Records for the exercise section start
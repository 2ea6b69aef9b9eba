//! Text and CSV report output for clustering commands

use std::{fmt::Write as _, path::Path};

use anyhow::Context as _;
use fightlog_analysis::{
    clustering::ClusterAssignment,
    feature::{FeatureMatrix, FightMetric},
    summary::ClusterSummary,
};
use ndarray::Array2;

use crate::util;

/// Print per-cluster summary tables to stdout.
pub(crate) fn print_cluster_summaries(summaries: &[ClusterSummary]) {
    for summary in summaries {
        println!();
        println!(
            "=== {} ({} fights, {:.1}% of corpus) ===",
            summary.label,
            summary.size,
            summary.share * 100.0
        );
        println!(
            "{:<24} {:>12} {:>12} {:>12} {:>12}",
            "metric", "mean", "std_dev", "min", "max"
        );
        for (metric, stats) in &summary.metric_stats {
            println!(
                "{:<24} {:>12.2} {:>12.2} {:>12.2} {:>12.2}",
                metric.id(),
                stats.mean,
                stats.std_dev,
                stats.min,
                stats.max
            );
        }
        println!("Source folders:");
        for (source, count) in &summary.source_counts {
            println!("  {source:<20} {count}");
        }
    }
}

/// Save cluster summaries in long CSV form, one row per cluster and metric.
pub(crate) fn save_summary_csv(path: &Path, summaries: &[ClusterSummary]) -> anyhow::Result<()> {
    let mut csv = String::from("cluster,size,share,metric,mean,std_dev,min,max\n");
    for summary in summaries {
        for (metric, stats) in &summary.metric_stats {
            writeln!(
                &mut csv,
                "{},{},{:.6},{},{},{},{},{}",
                summary.label,
                summary.size,
                summary.share,
                metric.id(),
                stats.mean,
                stats.std_dev,
                stats.min,
                stats.max
            )
            .with_context(|| format!("Failed to format summary row for {}", summary.label))?;
        }
    }
    util::write_text_file(path, &csv)?;
    println!("Cluster summary saved to: {}", path.display());
    Ok(())
}

/// Save the per-fight cluster assignment, noise rows labeled `noise`.
pub(crate) fn save_assignments_csv(
    path: &Path,
    matrix: &FeatureMatrix,
    assignment: &ClusterAssignment,
) -> anyhow::Result<()> {
    let mut csv = String::from("path,source,cluster\n");
    for (row, label) in assignment.labels.iter().enumerate() {
        let cluster = label.map_or_else(|| "noise".to_owned(), |index| index.to_string());
        writeln!(
            &mut csv,
            "{},{},{}",
            matrix.paths[row].display(),
            matrix.sources[row],
            cluster
        )
        .with_context(|| format!("Failed to format assignment row {row}"))?;
    }
    util::write_text_file(path, &csv)?;
    println!("Cluster assignments saved to: {}", path.display());
    Ok(())
}

/// Save 2-D embedding coordinates with per-fight provenance.
pub(crate) fn save_coords_csv(
    path: &Path,
    matrix: &FeatureMatrix,
    coords: &Array2<f64>,
) -> anyhow::Result<()> {
    let mut csv = String::from("path,source,x,y\n");
    for row in 0..coords.nrows() {
        writeln!(
            &mut csv,
            "{},{},{},{}",
            matrix.paths[row].display(),
            matrix.sources[row],
            coords[[row, 0]],
            coords[[row, 1]]
        )
        .with_context(|| format!("Failed to format coordinate row {row}"))?;
    }
    util::write_text_file(path, &csv)?;
    println!("Embedding coordinates saved to: {}", path.display());
    Ok(())
}

/// Print a metric-value histogram of counts per label, largest bar scaled to
/// `width` characters.
pub(crate) fn print_count_histogram<'a>(
    rows: impl IntoIterator<Item = (&'a str, usize)>,
    width: usize,
) {
    let rows: Vec<_> = rows.into_iter().collect();
    let max_count = rows.iter().map(|&(_, count)| count).max().unwrap_or(0);
    for (label, count) in rows {
        let bar_width = if max_count == 0 {
            0
        } else {
            (count * width).div_ceil(max_count)
        };
        println!("{:>20} | {:<6} {}", label, count, "#".repeat(bar_width));
    }
}

#[cfg(test)]
mod tests {
    use std::path::PathBuf;

    use fightlog_analysis::summary::summarize;
    use ndarray::Array2;
    use tempfile::TempDir;

    use super::*;

    fn matrix() -> FeatureMatrix {
        let records = Array2::from_shape_vec(
            (2, 7),
            vec![
                10.0, 2.0, 20.0, 10.0, 1.0, 10.0, 1.0, //
                100.0, 20.0, 400.0, 220.0, 11.0, 180.0, 9.0, //
            ],
        )
        .unwrap();
        FeatureMatrix {
            records,
            sources: vec!["batch_a".to_owned(), "batch_b".to_owned()],
            paths: vec![PathBuf::from("a.json"), PathBuf::from("b.json")],
        }
    }

    #[test]
    fn test_summary_csv_has_row_per_cluster_and_metric() {
        let matrix = matrix();
        let assignment = ClusterAssignment {
            labels: vec![Some(0), Some(1)],
            n_clusters: 2,
        };
        let summaries = summarize(&matrix, &assignment);

        let dir = TempDir::new().unwrap();
        let path = dir.path().join("summary.csv");
        save_summary_csv(&path, &summaries).unwrap();

        let content = std::fs::read_to_string(&path).unwrap();
        let lines: Vec<_> = content.lines().collect();
        assert_eq!(lines[0], "cluster,size,share,metric,mean,std_dev,min,max");
        assert_eq!(lines.len(), 1 + 2 * FightMetric::ALL.len());
        assert!(lines[1].starts_with("cluster 0,1,"));
    }

    #[test]
    fn test_assignments_csv_labels_noise() {
        let matrix = matrix();
        let assignment = ClusterAssignment {
            labels: vec![Some(0), None],
            n_clusters: 1,
        };

        let dir = TempDir::new().unwrap();
        let path = dir.path().join("assignments.csv");
        save_assignments_csv(&path, &matrix, &assignment).unwrap();

        let content = std::fs::read_to_string(&path).unwrap();
        let lines: Vec<_> = content.lines().collect();
        assert_eq!(lines[0], "path,source,cluster");
        assert_eq!(lines[1], "a.json,batch_a,0");
        assert_eq!(lines[2], "b.json,batch_b,noise");
    }

    #[test]
    fn test_coords_csv_matches_rows() {
        let matrix = matrix();
        let coords = ndarray::array![[0.5, -1.5], [2.0, 3.0]];

        let dir = TempDir::new().unwrap();
        let path = dir.path().join("coords.csv");
        save_coords_csv(&path, &matrix, &coords).unwrap();

        let content = std::fs::read_to_string(&path).unwrap();
        let lines: Vec<_> = content.lines().collect();
        assert_eq!(lines[0], "path,source,x,y");
        assert_eq!(lines[1], "a.json,batch_a,0.5,-1.5");
        assert_eq!(lines[2], "b.json,batch_b,2,3");
    }
}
Records for the exercise section end
What you need to do - Which lines of the data contain the string "share"? Copy each of them.

Task solution -
            summary.share * 100.0
    let mut csv = String::from("cluster,size,share,metric,mean,std_dev,min,max\n");
                summary.share,
        assert_eq!(lines[0], "cluster,size,share,metric,mean,std_dev,min,max");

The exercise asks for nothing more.